Der Ergänzung des Paragrafen 1 ("Zweckbestimmung, Allgemeines") der Benutzungsordnung für die städtischen Turn- und Festhallen hat der Gemeinderat am Dienstagabend unisono zugestimmt. Damit ist klargestellt, dass die Hallen nicht nur dem schulischen, sportlichen, kulturellen und gesellschaftlichen, sondern ausdrücklich nun auch dem politischen Leben der Stadt dienen und zu diesen Zwecken auf Antrag überlassen werden können. Der entscheidende neue Satz: "Bei politischen Veranstaltungen muss die Teilnahme von Vertretern der Medienberichterstattung (Fernsehen, Radio, Presse, Internet) gestattet sein."

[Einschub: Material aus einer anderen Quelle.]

//! Statistics counters observed over real runs.

use crate::common::harness::TestContext;
use mipsim_core::StepOutcome;
use mipsim_core::common::ExceptionCause;
use mipsim_core::config::{ExceptionPolicy, HazardUnit, MachineConfig};
use mipsim_core::isa::OperationKind;
use mipsim_core::stats::{STATS_SECTIONS, SimStats};
use pretty_assertions::assert_eq;
use rstest::rstest;

/// Three loop iterations, a call and a return.
fn mixed(ctx: TestContext) -> TestContext {
    let base = ctx.reset_pc();
    ctx.load_asm(&[
        "addiu $1, $0, 3",
        "lw $2, 0x100($0)",
        "sw $2, 0x104($0)",
        "addiu $1, $1, -1",
        format!("bne $1, $0, {:#x}", base + 4).as_str(),
        "nop",
        format!("jal {:#x}", base + 0x24).as_str(),
        "nop",
        "break",
        "jr $31",
        "nop",
    ])
}

#[rstest]
#[case(false)]
#[case(true)]
fn instruction_mix(#[case] pipelined: bool) {
    let mut ctx = mixed(TestContext::with_config(MachineConfig {
        pipelined,
        hazard_unit: HazardUnit::Forward,
        ..MachineConfig::default()
    }));
    assert_eq!(ctx.run_to_stop(), StepOutcome::ExceptionStop(ExceptionCause::Break));

    let stats = &ctx.cpu().stats;
    assert_eq!(stats.inst_alu, 9);
    assert_eq!(stats.inst_load, 3);
    assert_eq!(stats.inst_store, 3);
    assert_eq!(stats.inst_branch, 3);
    assert_eq!(stats.inst_jump, 2);
    // Pipelined: the `jr $31` behind the break resolves in EX in the cycle the
    // break commits, so it is counted although it never retires.
    assert_eq!(stats.branches_taken, if pipelined { 5 } else { 4 });
    assert_eq!(stats.exceptions[ExceptionCause::Break.index()], 1);
    assert_eq!(stats.cycles, ctx.cycles());
    assert_eq!(stats.stalls, ctx.sim.state().stall_count);
    if pipelined {
        // The break stops the run from the memory stage, before its writeback.
        assert_eq!((stats.inst_system, stats.instructions_retired), (0, 20));
        let _ = ctx.run(1);
        assert_eq!(ctx.cpu().stats.inst_system, 1);
    } else {
        // The stepped-over break retires as a no-op.
        assert_eq!((stats.inst_system, stats.instructions_retired), (1, 21));
        assert_eq!(stats.cycles, 21);
    }
}

#[test]
fn trapped_instruction_does_not_retire() {
    let mut exceptions = ExceptionPolicy::default();
    exceptions.set_step_over(ExceptionCause::Syscall, false);
    let mut ctx = TestContext::with_config(MachineConfig {
        exceptions,
        ..MachineConfig::default()
    })
    .load_asm(&["addiu $2, $0, 1", "syscall"]);
    assert_eq!(ctx.run_to_stop(), StepOutcome::ExceptionStop(ExceptionCause::Syscall));
    let stats = &ctx.cpu().stats;
    assert_eq!(stats.instructions_retired, 1);
    assert_eq!(stats.inst_system, 0);
    assert_eq!(stats.exceptions[ExceptionCause::Syscall.index()], 1);
}

#[test]
fn flushes_count_squashed_instructions() {
    let mut ctx = TestContext::with_config(MachineConfig {
        pipelined: true,
        delay_slot: false,
        ..MachineConfig::default()
    });
    let base = ctx.reset_pc();
    ctx = ctx.load_asm(&[
        format!("j {:#x}", base + 0xc).as_str(),
        "addiu $2, $0, 1",
        "addiu $3, $0, 1",
        "break",
    ]);
    let _ = ctx.run_to_stop();
    assert_eq!(ctx.cpu().stats.flushes, 1);
    assert_eq!(ctx.get_reg(2), 0);
}

#[test]
fn retire_classifies_kinds() {
    let mut stats = SimStats::default();
    for kind in [
        OperationKind::Arithmetic,
        OperationKind::ArithmeticImmediate,
        OperationKind::Shift,
        OperationKind::Load,
        OperationKind::Store,
        OperationKind::Branch,
        OperationKind::Jump,
        OperationKind::System,
    ] {
        stats.retire(kind);
    }
    assert_eq!(stats.instructions_retired, 8);
    assert_eq!(stats.inst_alu, 3);
    assert_eq!(
        (stats.inst_load, stats.inst_store, stats.inst_branch, stats.inst_jump, stats.inst_system),
        (1, 1, 1, 1, 1)
    );
}

#[test]
fn reset_clears_counters() {
    let mut ctx = mixed(TestContext::new());
    let _ = ctx.run_to_stop();
    ctx.sim.reset();
    let stats = &ctx.cpu().stats;
    assert_eq!(stats.cycles, 0);
    assert_eq!(stats.instructions_retired, 0);
    assert!(stats.exceptions.iter().all(|&n| n == 0));
}

#[test]
fn section_names_are_accepted() {
    let stats = SimStats::default();
    stats.print_sections(&STATS_SECTIONS.iter().map(|s| s.to_string()).collect::<Vec<_>>());
    stats.print_sections(&[]);
}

Die Neufassung soll zum 1. September – und damit mitten in der heißen Phase des Bundestagswahlkampfs – in Kraft treten. Für diese Wochen lägen bereits Anfragen mehrerer Parteien – auch der AfD – zur Nutzung städtischer Hallen vor, sagte Harry Jenter, Leiter des Amts für Familie, Bildung und Vereine, unserer Zeitung. Jenter, qua Amt Chef aller Hallen in Balingen und den Ortsteilen, legt Wert auf die Feststellung, dass die Benutzerordnung gleichermaßen für alle gilt. Oberbürgermeister Helmut Reitemann sagte im Gemeinderat, dass man für die Partei- und Wahlkampfveranstaltungen im herbst "klare Regelungen" habe treffen wollen. Alexander Maute (SPD) meinte, es sei "beschämend und doch dringend nötig", dass man sich mit solchen Fragen beschäftigen müsse. Der Gemeinderat solle ein "starkes und deutliches Signal für die Pressefreiheit vor Ort geben".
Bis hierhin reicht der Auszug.